Justin too was religious but without being so fervent as to be blinded. He came across as one who trusted God to see into men’s
souls and make his decisions as to the rightness of their beliefs, hence his pardoning of Vitalian, not to mention the way he had embraced him, and not only physically. Was he too trusting? Did he, Flavius, have the right to pronounce upon such a matter? If Justin had become like a surrogate father to him it was his real parent that counted now. Decimus Belisarius had been adamant that a true Roman never wavered from the need to speak truth to the powerful.

‘It must be confusing to go from
comes Excubitorum
to where you are now, Highness.’

‘Such formality, Flavius, when we are alone?’

‘Would it trouble you to know that I have concern for you, for the burden you carry?’

Justin favoured him with an avuncular smile. ‘If you have a worry, Flavius, make it that you survive another bout with the Sassanid.’

‘I would not presume to advise you—’

‘But you are about to,’ came the sharp interruption.

‘Petrus?’

‘We are back to that?’

Aware that he was either causing discomfort or sailing very close to the wind, probably both, Flavius spoke with some haste. ‘He is committed to you.’

‘He is committed to himself.’

‘Do they not complement each other?’ That got a grunt. ‘He served you well previously and he would do so again if you will allow him.’

‘A period in the wilderness will do him no harm, it might even temper his behaviour, especially in the matter of his social life.’

Justin did not have to say where that objection came from but it did confirm to him that the Empress was putting her stamp on the way in which things were run.

‘He fears for you.’ The look that got obliged that he add something. ‘And he has said so.’

‘Let him fear for himself for I am not beyond behaving in a manner he would approve of.’

Flavius took that for what it was, an empty gesture; Justin would never threaten or harm his own blood. ‘Can you test him, give him a chance to show you what he can do to ease your burden, to take the weight off your shoulders?’

‘They are broad enough.’

By the tone of that response Flavius knew that to plead more would achieve nothing. He had done his best and adding more might risk his own standing with a man he had come close to loving.

‘I hope you will bless me as we set out on campaign.’

‘I will bless you, Flavius, even as I will miss you. Petrus does not know what he has in his advocate.’

 

It was often the case that when trouble began to brew the cause was hidden from the people destined to deal with it. Messengers had come from Constantinople warning of the need for extra preparedness so the frontier army knew that the Sassanids were stirring, not that they were entirely unaware. Lacauris, the
magister militum per Orientem
, had his own informants, mostly traders who criss-crossed the borders and no doubt gave similar service to the Kavadh or his satrap in Nisibis regarding the Romans.

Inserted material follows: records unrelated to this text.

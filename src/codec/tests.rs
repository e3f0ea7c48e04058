#[cfg(test)]
mod tests {
    use std::collections::{BTreeMap, HashMap};
    use std::net::{Ipv4Addr, Ipv6Addr};

    use crate::codec::name::{parse_name, write_name};
    use crate::codec::{
        Bitmap, Message, Query, Record, RecordData, TYPE_A, TYPE_AAAA, TYPE_PTR, TYPE_TXT,
        WireError,
    };

    #[test]
    fn test_parse_name_simple() {
        let packet = b"\x04_tcp\x05local\x00";
        let mut offset = 0;
        let name = parse_name(packet, &mut offset).unwrap();
        assert_eq!(name, b"_tcp.local.");
        assert_eq!(offset, 12);
    }

    #[test]
    fn test_parse_name_pointer() {
        // "_tcp.local." at offset 0, then "test" + pointer back to it
        let packet = b"\x04_tcp\x05local\x00\x04test\xc0\x00";
        let mut offset = 12;
        let name = parse_name(packet, &mut offset).unwrap();
        assert_eq!(name, b"test._tcp.local.");
        assert_eq!(offset, 19);
    }

    #[test]
    fn test_parse_name_truncated_label() {
        let packet = b"\x0312";
        let mut offset = 0;
        assert!(parse_name(packet, &mut offset).is_err());
    }

    #[test]
    fn test_parse_name_forward_pointer_rejected() {
        // A pointer must reference an earlier position than itself
        let packet = b"\xc0\x00rest";
        let mut offset = 0;
        assert_eq!(
            parse_name(packet, &mut offset),
            Err(WireError::PointerLoop(0))
        );
    }

    #[test]
    fn test_parse_name_pointer_chain_must_decrease() {
        // Two pointers at 0 and 2; following 2 -> 0 -> 0 would loop
        let packet = b"\xc0\x02\xc0\x02";
        let mut offset = 2;
        assert!(parse_name(packet, &mut offset).is_err());
    }

    fn parse_single_record(packet: &[u8]) -> Record {
        let mut offset = 0;
        Record::parse(packet, &mut offset).unwrap()
    }

    #[test]
    fn test_parse_record_a() {
        let packet = b"\x04test\x00\
                       \x00\x01\
                       \x80\x00\
                       \x00\x00\x0e\x10\
                       \x00\x04\
                       \x7f\x00\x00\x01";
        assert_eq!(packet.len(), 20);
        let record = parse_single_record(packet);
        assert_eq!(record.name, b"test.");
        assert_eq!(record.rtype(), TYPE_A);
        assert!(record.flush_cache);
        assert_eq!(record.ttl, 3600);
        assert_eq!(record.data, RecordData::A(Ipv4Addr::new(127, 0, 0, 1)));
    }

    #[test]
    fn test_parse_record_aaaa() {
        let packet = b"\x04test\x00\
                       \x00\x1c\
                       \x00\x00\
                       \x00\x00\x00\x00\
                       \x00\x10\
                       \x00\x00\x00\x00\x00\x00\x00\x00\x00\x00\x00\x00\x00\x00\x00\x01";
        let record = parse_single_record(packet);
        assert_eq!(record.rtype(), TYPE_AAAA);
        assert!(!record.flush_cache);
        assert_eq!(record.data, RecordData::Aaaa(Ipv6Addr::LOCALHOST));
    }

    #[test]
    fn test_parse_record_ptr() {
        let packet = b"\x04test\x00\
                       \x00\x0c\
                       \x00\x00\
                       \x00\x00\x00\x00\
                       \x00\x07\
                       \x05test2\x00";
        let record = parse_single_record(packet);
        assert_eq!(record.rtype(), TYPE_PTR);
        assert_eq!(record.target(), Some(&b"test2."[..]));
    }

    #[test]
    fn test_parse_record_srv() {
        let packet = b"\x04test\x00\
                       \x00\x21\
                       \x00\x00\
                       \x00\x00\x00\x00\
                       \x00\x0d\
                       \x00\x01\x00\x02\x00\x03\
                       \x05test2\x00";
        let record = parse_single_record(packet);
        assert_eq!(
            record.data,
            RecordData::Srv {
                priority: 1,
                weight: 2,
                port: 3,
                target: b"test2.".to_vec(),
            }
        );
    }

    #[test]
    fn test_parse_record_txt() {
        let packet = b"\x04test\x00\
                       \x00\x10\
                       \x00\x00\
                       \x00\x00\x00\x00\
                       \x00\x08\
                       \x03a=a\x03b=b";
        let record = parse_single_record(packet);
        let attributes = match record.data {
            RecordData::Txt { attributes } => attributes,
            other => panic!("expected TXT, got {other:?}"),
        };
        assert_eq!(attributes.len(), 2);
        assert_eq!(attributes[&b"a"[..].to_vec()], b"a");
        assert_eq!(attributes[&b"b"[..].to_vec()], b"b");
    }

    #[test]
    fn test_empty_txt_record_round_trips() {
        let record = Record::new(
            &b"test."[..],
            3600,
            RecordData::Txt {
                attributes: BTreeMap::new(),
            },
        );

        let mut packet = Vec::new();
        let mut name_map = HashMap::new();
        record.write(&mut packet, &mut name_map).unwrap();
        // One placeholder string of length zero
        assert_eq!(&packet[packet.len() - 3..], b"\x00\x01\x00");

        let mut offset = 0;
        let parsed = Record::parse(&packet, &mut offset).unwrap();
        assert_eq!(offset, packet.len());
        assert_eq!(parsed.data, record.data);
    }

    #[test]
    fn test_parse_record_txt_without_separator_fails() {
        let packet = b"\x04test\x00\
                       \x00\x10\
                       \x00\x00\
                       \x00\x00\x00\x00\
                       \x00\x04\
                       \x03abc";
        let mut offset = 0;
        assert_eq!(
            Record::parse(packet, &mut offset),
            Err(WireError::MalformedTxt)
        );
    }

    #[test]
    fn test_parse_record_nsec() {
        let packet = b"\x04test\x00\
                       \x00\x2f\
                       \x00\x01\
                       \x00\x00\x00\x78\
                       \x00\x09\
                       \x04test\x00\x00\x01\x40";
        let record = parse_single_record(packet);
        match &record.data {
            RecordData::Nsec {
                next_domain,
                bitmap,
            } => {
                assert_eq!(next_domain, b"test.");
                // 0x40 is bit 1 of block 0, record type A
                assert!(bitmap.contains(TYPE_A));
                assert!(!bitmap.contains(TYPE_PTR));
            }
            other => panic!("expected NSEC, got {other:?}"),
        }
    }

    #[test]
    fn test_parse_record_nsec_nonzero_window_fails() {
        let packet = b"\x04test\x00\
                       \x00\x2f\
                       \x00\x01\
                       \x00\x00\x00\x78\
                       \x00\x09\
                       \x04test\x00\x01\x01\x40";
        let mut offset = 0;
        assert_eq!(
            Record::parse(packet, &mut offset),
            Err(WireError::BadNsecWindow(1))
        );
    }

    #[test]
    fn test_nsec_record_round_trips() {
        let mut bitmap = Bitmap::new();
        bitmap.set_type(TYPE_A);
        bitmap.set_type(TYPE_TXT);
        let record = Record::new(
            &b"host.local."[..],
            120,
            RecordData::Nsec {
                next_domain: b"host.local.".to_vec(),
                bitmap,
            },
        );

        let mut packet = Vec::new();
        let mut name_map = HashMap::new();
        record.write(&mut packet, &mut name_map).unwrap();

        let mut offset = 0;
        let parsed = Record::parse(&packet, &mut offset).unwrap();
        assert_eq!(offset, packet.len());
        assert_eq!(parsed.data, record.data);
    }

    #[test]
    fn test_parse_record_unknown_type_skipped_by_length() {
        let packet = b"\x04test\x00\
                       \x00\x63\
                       \x00\x00\
                       \x00\x00\x00\x00\
                       \x00\x03\
                       abc";
        let mut offset = 0;
        let record = Record::parse(packet, &mut offset).unwrap();
        assert_eq!(
            record.data,
            RecordData::Other {
                rtype: 0x63,
                rdata: b"abc".to_vec(),
            }
        );
        assert_eq!(offset, packet.len());
    }

    #[test]
    fn test_write_name_compresses_suffix() {
        let mut packet = Vec::new();
        let mut name_map = HashMap::new();
        write_name(&mut packet, b"test._tcp.local.", &mut name_map).unwrap();
        let first_len = packet.len();
        write_name(&mut packet, b"other._tcp.local.", &mut name_map).unwrap();

        // The second name ends in a 2-byte pointer to "_tcp.local." at
        // offset 5 instead of repeating the labels
        assert_eq!(&packet[first_len..], b"\x05other\xc0\x05");

        let mut offset = 0;
        assert_eq!(parse_name(&packet, &mut offset).unwrap(), b"test._tcp.local.");
        assert_eq!(offset, first_len);
        assert_eq!(
            parse_name(&packet, &mut offset).unwrap(),
            b"other._tcp.local."
        );
        assert_eq!(offset, packet.len());
    }

    #[test]
    fn test_write_name_identical_name_is_single_pointer() {
        let mut packet = Vec::new();
        let mut name_map = HashMap::new();
        write_name(&mut packet, b"host.local.", &mut name_map).unwrap();
        let first_len = packet.len();
        write_name(&mut packet, b"host.local.", &mut name_map).unwrap();
        assert_eq!(packet.len(), first_len + 2);
        assert_eq!(&packet[first_len..], b"\xc0\x00");
    }

    #[test]
    fn test_message_response_flag_mask() {
        // 12-byte header, flags 0x8400, no entries
        let packet = b"\x12\x34\x84\x00\x00\x00\x00\x00\x00\x00\x00\x00";
        let message = Message::from_packet(packet, None).unwrap();
        assert_eq!(message.transaction_id, 0x1234);
        assert!(message.response);

        let packet = b"\x12\x34\x00\x00\x00\x00\x00\x00\x00\x00\x00\x00";
        assert!(!Message::from_packet(packet, None).unwrap().response);
    }

    #[test]
    fn test_message_truncated_header_fails() {
        let packet = b"\x12\x34\x84";
        assert!(Message::from_packet(packet, None).is_err());
    }

    #[test]
    fn test_message_round_trip() {
        let mut attributes = BTreeMap::new();
        attributes.insert(b"path".to_vec(), b"/index".to_vec());

        let mut message = Message::new();
        message.transaction_id = 0x0db8;
        message.response = true;
        message.queries.push(Query::new(&b"_http._tcp.local."[..], TYPE_PTR));
        message.records.push(Record {
            name: b"_http._tcp.local.".to_vec(),
            ttl: 4500,
            flush_cache: false,
            data: RecordData::Ptr {
                target: b"web._http._tcp.local.".to_vec(),
            },
        });
        message.records.push(Record {
            name: b"web._http._tcp.local.".to_vec(),
            ttl: 120,
            flush_cache: true,
            data: RecordData::Srv {
                priority: 0,
                weight: 0,
                port: 8080,
                target: b"host.local.".to_vec(),
            },
        });
        message.records.push(Record {
            name: b"web._http._tcp.local.".to_vec(),
            ttl: 4500,
            flush_cache: true,
            data: RecordData::Txt { attributes },
        });

        let packet = message.to_packet().unwrap();
        let parsed = Message::from_packet(&packet, None).unwrap();

        assert_eq!(parsed, message);
        // Record equality is identity-only, so check the fields it
        // excludes explicitly
        for (a, b) in parsed.records.iter().zip(message.records.iter()) {
            assert_eq!(a.ttl, b.ttl);
            assert_eq!(a.flush_cache, b.flush_cache);
        }
    }

    #[test]
    fn test_record_identity_excludes_ttl() {
        let a = Record::new(&b"test."[..], 3600, RecordData::A(Ipv4Addr::LOCALHOST));
        let mut b = a.clone();
        b.ttl = 0;
        b.flush_cache = true;
        assert_eq!(a, b);

        let c = Record::new(
            &b"test."[..],
            3600,
            RecordData::A(Ipv4Addr::new(127, 0, 0, 2)),
        );
        assert_ne!(a, c);
    }
}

Discussion of such matters did not filter down to the rank of
tribunos
; they were given orders to march and could do no more than obey. Once more the pillars that marked the boundary of the empire set the point beyond which Lacauris had no desire they should go, which was military folly to more than Flavius, granting as it did their
potential enemy the time to choose when to act. It was the general opinion that, if they were not to cross into Sassanid territory, it would have been better to stay at Dara and invite an attack on ground they could easily protect.

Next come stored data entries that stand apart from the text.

pub mod browser;
pub mod cache;
pub mod codec;
pub mod hostname;
pub mod mdns;
pub mod probe;
pub mod provider;
pub mod resolver;
pub mod responder;
pub mod runtime;
pub mod transport;

pub use browser::{Browser, Service, ServiceEvent};
pub use cache::{CacheEvent, RecordCache};
pub use codec::{Message, Query, Record, RecordData, WireError};
pub use hostname::Hostname;
pub use probe::Probe;
pub use provider::{Provider, ServiceDefinition};
pub use resolver::Resolver;
pub use responder::Responder;
pub use runtime::{MdnsRuntime, RuntimeConfig};
pub use transport::{Transport, UdpTransport};
use std::cell::RefCell;
use std::io::Result;

use crate::codec::Message;

use super::Transport;

/// Records every message a component sends, for unit tests.
#[derive(Default)]
pub(crate) struct RecordingTransport {
    pub sent: RefCell<Vec<Message>>,
    pub broadcast: RefCell<Vec<Message>>,
}

impl RecordingTransport {
    pub fn new() -> Self {
        Self::default()
    }
}

impl Transport for RecordingTransport {
    fn send(&self, message: &Message) -> Result<()> {
        self.sent.borrow_mut().push(message.clone());
        Ok(())
    }

    fn send_to_all(&self, message: &Message) -> Result<()> {
        self.broadcast.borrow_mut().push(message.clone());
        Ok(())
    }
}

The Roman army were encamped on an open plain severely lacking in the kind of features required for a defensive battle. There were few hills and no river on which they could secure one flank. Added to that they were facing the rising sun, which meant any attack at dawn would come with the sun at the Sassanid rear and be blinding to the Romans. If Flavius chafed at having no part in the higher decision-making, he was at least sure the cavalry he commanded would behave well for he had trained them rigorously.

As a military force, mounted soldiers had several inherent problems as well as certain advantages. In the latter case they could move from one point in a battle to another quickly, and if so desired visibly, thus disrupting enemy plans. In addition they could be sent in as shock troops to break up an attack. The problem lay in the truth that once released into the fight they became impossible to control and were usually lost as a continuing fighting force, so a wise general husbanded his horsemen until he knew they could be effective.

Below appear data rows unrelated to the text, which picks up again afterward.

//! DNS-SD service browsing.
//!
//! The browser correlates raw PTR, SRV and TXT records from its cache
//! into logical services: an instance exists once a PTR of the browsed
//! type points at it and an SRV announces its host and port. TXT
//! attributes are merged in when present.

use std::collections::{BTreeMap, HashMap, HashSet};
use std::time::{Duration, Instant};

use log::warn;

use crate::cache::{CacheEvent, DEFAULT_JITTER_MS, RecordCache};
use crate::codec::{Message, Query, Record, RecordData, TYPE_PTR, TYPE_SRV, TYPE_TXT};
use crate::transport::Transport;

pub const DEFAULT_BROWSE_INTERVAL: Duration = Duration::from_secs(60);

/// A discovered service instance. Derived from cached records, never
/// transmitted itself.
#[derive(Debug, Clone, PartialEq, Eq)]
pub struct Service {
    /// Instance name, e.g. `web._http._tcp.local.`
    pub name: Vec<u8>,
    /// Service type, e.g. `_http._tcp.local.`
    pub stype: Vec<u8>,
    pub port: u16,
    pub attributes: BTreeMap<Vec<u8>, Vec<u8>>,
}

#[derive(Debug, Clone, PartialEq, Eq)]
pub enum ServiceEvent {
    Added(Service),
    Updated(Service),
    Removed(Service),
}

pub struct Browser {
    stype: Vec<u8>,
    cache: RecordCache,
    services: HashMap<Vec<u8>, Service>,
    next_query: Option<Instant>,
    interval: Duration,
}

impl Browser {
    /// Browse for instances of `stype` (dot-terminated, e.g.
    /// `_http._tcp.local.`). The first PTR query goes out on the first
    /// call to [`Browser::poll`].
    pub fn new(stype: impl Into<Vec<u8>>) -> Self {
        Self::with_interval(stype, DEFAULT_BROWSE_INTERVAL)
    }

    pub fn with_interval(stype: impl Into<Vec<u8>>, interval: Duration) -> Self {
        Self::with_timing(stype, interval, DEFAULT_JITTER_MS)
    }

    pub fn with_timing(
        stype: impl Into<Vec<u8>>,
        interval: Duration,
        cache_jitter_ms: u64,
    ) -> Self {
        Browser {
            stype: stype.into(),
            cache: RecordCache::with_jitter(cache_jitter_ms),
            services: HashMap::new(),
            next_query: None,
            interval,
        }
    }

    pub fn service_type(&self) -> &[u8] {
        &self.stype
    }

    /// Currently known services.
    pub fn services(&self) -> impl Iterator<Item = &Service> {
        self.services.values()
    }

    /// Periodic work: the repeating PTR query with known-answer
    /// suppression, cache refreshes and expiries.
    pub fn poll<T: Transport>(&mut self, now: Instant, transport: &T) -> Vec<ServiceEvent> {
        let mut events = Vec::new();

        if self.next_query.is_none_or(|t| t <= now) {
            let mut message = Message::new();
            message
                .queries
                .push(Query::new(self.stype.clone(), TYPE_PTR));
            // Known answers suppress redundant replies from peers
            for record in self.cache.records_of_type(TYPE_PTR) {
                message.records.push(record.clone());
            }
            if let Err(err) = transport.send_to_all(&message) {
                warn!("browse query failed: {err}");
            }
            self.next_query = Some(now + self.interval);
        }

        for event in self.cache.poll(now) {
            match event {
                CacheEvent::ShouldRefresh(record) => {
                    // Assume cached records are still wanted and renew
                    // them before they lapse
                    let mut message = Message::new();
                    message
                        .queries
                        .push(Query::new(record.name.clone(), record.rtype()));
                    if let Err(err) = transport.send_to_all(&message) {
                        warn!("refresh query failed: {err}");
                    }
                }
                CacheEvent::Expired(record) => {
                    if let Some(name) = Self::instance_of(&record) {
                        self.update_service(&name, &mut events);
                    }
                }
            }
        }
        events
    }

    /// Earliest deadline the browser needs to be polled at.
    pub fn next_deadline(&self) -> Option<Instant> {
        match (self.next_query, self.cache.next_trigger()) {
            (Some(a), Some(b)) => Some(a.min(b)),
            (a, b) => a.or(b),
        }
    }

    /// Absorb a response message, caching records of the browsed type
    /// and reconciling every touched instance exactly once.
    pub fn handle_message(&mut self, message: &Message, now: Instant) -> Vec<ServiceEvent> {
        let mut events = Vec::new();
        if !message.response {
            return events;
        }

        let mut touched: HashSet<Vec<u8>> = HashSet::new();
        for record in &message.records {
            if !self.wants(record) {
                continue;
            }
            self.cache.add_record(record.clone(), now);
            if let Some(name) = Self::instance_of(record) {
                touched.insert(name);
            }
        }
        for name in touched {
            self.update_service(&name, &mut events);
        }
        events
    }

    /// Whether a record belongs to the browsed service type: the PTR
    /// for the type itself, or an SRV/TXT under one of its instances.
    fn wants(&self, record: &Record) -> bool {
        match record.rtype() {
            TYPE_PTR => record.name == self.stype,
            TYPE_SRV | TYPE_TXT => {
                record.name.len() > self.stype.len() + 1
                    && record.name.ends_with(&self.stype)
                    && record.name[record.name.len() - self.stype.len() - 1] == b'.'
            }
            _ => false,
        }
    }

    /// The instance name a record contributes to.
    fn instance_of(record: &Record) -> Option<Vec<u8>> {
        match &record.data {
            RecordData::Ptr { target } => Some(target.clone()),
            RecordData::Srv { .. } | RecordData::Txt { .. } => Some(record.name.clone()),
            _ => None,
        }
    }

    /// Reconcile one instance against the cache, emitting the
    /// appropriate event when its visibility changed.
    fn update_service(&mut self, name: &[u8], events: &mut Vec<ServiceEvent>) {
        let existed = self.services.contains_key(name);

        // The service type starts after the instance label
        let stype = name
            .iter()
            .position(|&b| b == b'.')
            .map(|i| &name[i + 1..])
            .unwrap_or_default();

        let ptr_present = self
            .cache
            .lookup_all(stype, TYPE_PTR)
            .iter()
            .any(|r| r.target() == Some(name));
        let port = match self.cache.lookup_one(name, TYPE_SRV).map(|r| &r.data) {
            Some(RecordData::Srv { port, .. }) => Some(*port),
            _ => None,
        };

        match port {
            Some(port) if ptr_present => {
                let mut attributes = BTreeMap::new();
                for txt in self.cache.lookup_all(name, TYPE_TXT) {
                    if let RecordData::Txt { attributes: map } = &txt.data {
                        attributes.extend(map.iter().map(|(k, v)| (k.clone(), v.clone())));
                    }
                }
                let service = Service {
                    name: name.to_vec(),
                    stype: self.stype.clone(),
                    port,
                    attributes,
                };
                if existed {
                    events.push(ServiceEvent::Updated(service.clone()));
                } else {
                    events.push(ServiceEvent::Added(service.clone()));
                }
                self.services.insert(name.to_vec(), service);
            }
            _ => {
                if let Some(old) = self.services.remove(name) {
                    events.push(ServiceEvent::Removed(old));
                }
            }
        }
    }
}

There was a certain stateliness to the way the Sassanid army deployed; it was done without haste, a great cloud of dust, as if they were rehearsing to fight rather than preparing to engage in one, this based on the certain knowledge that the Romans would not advance into their territory, for if they had determined to do so it would have happened already. As usual messages were exchanged, the Sassanids inviting their foes to quit the field and admit the battle lost before it had even begun, and in addition demanding promises that Constantinople pay high sums for their folly.

Lacauris might hold the office of
magister militum
but it had long been a tradition in imperial armies to split the command between two generals on what was seen as the sound reason of nullifying the kind of risk that had been inherent when emperors personally led their forces. One strong-headed leader could lose more than a battle, he could risk the empire, but in addition to that there was the knowledge that a too successful fighting man could become a threat.

The history of Rome was replete, from the days of Julius Caesar onwards, of men who had finished a successful campaign only to turn on those on whose behalf they had been fighting in a bid for personal power. To protect against both, control was split, which meant that any tactics employed had to be agreed upon as a wise course of action.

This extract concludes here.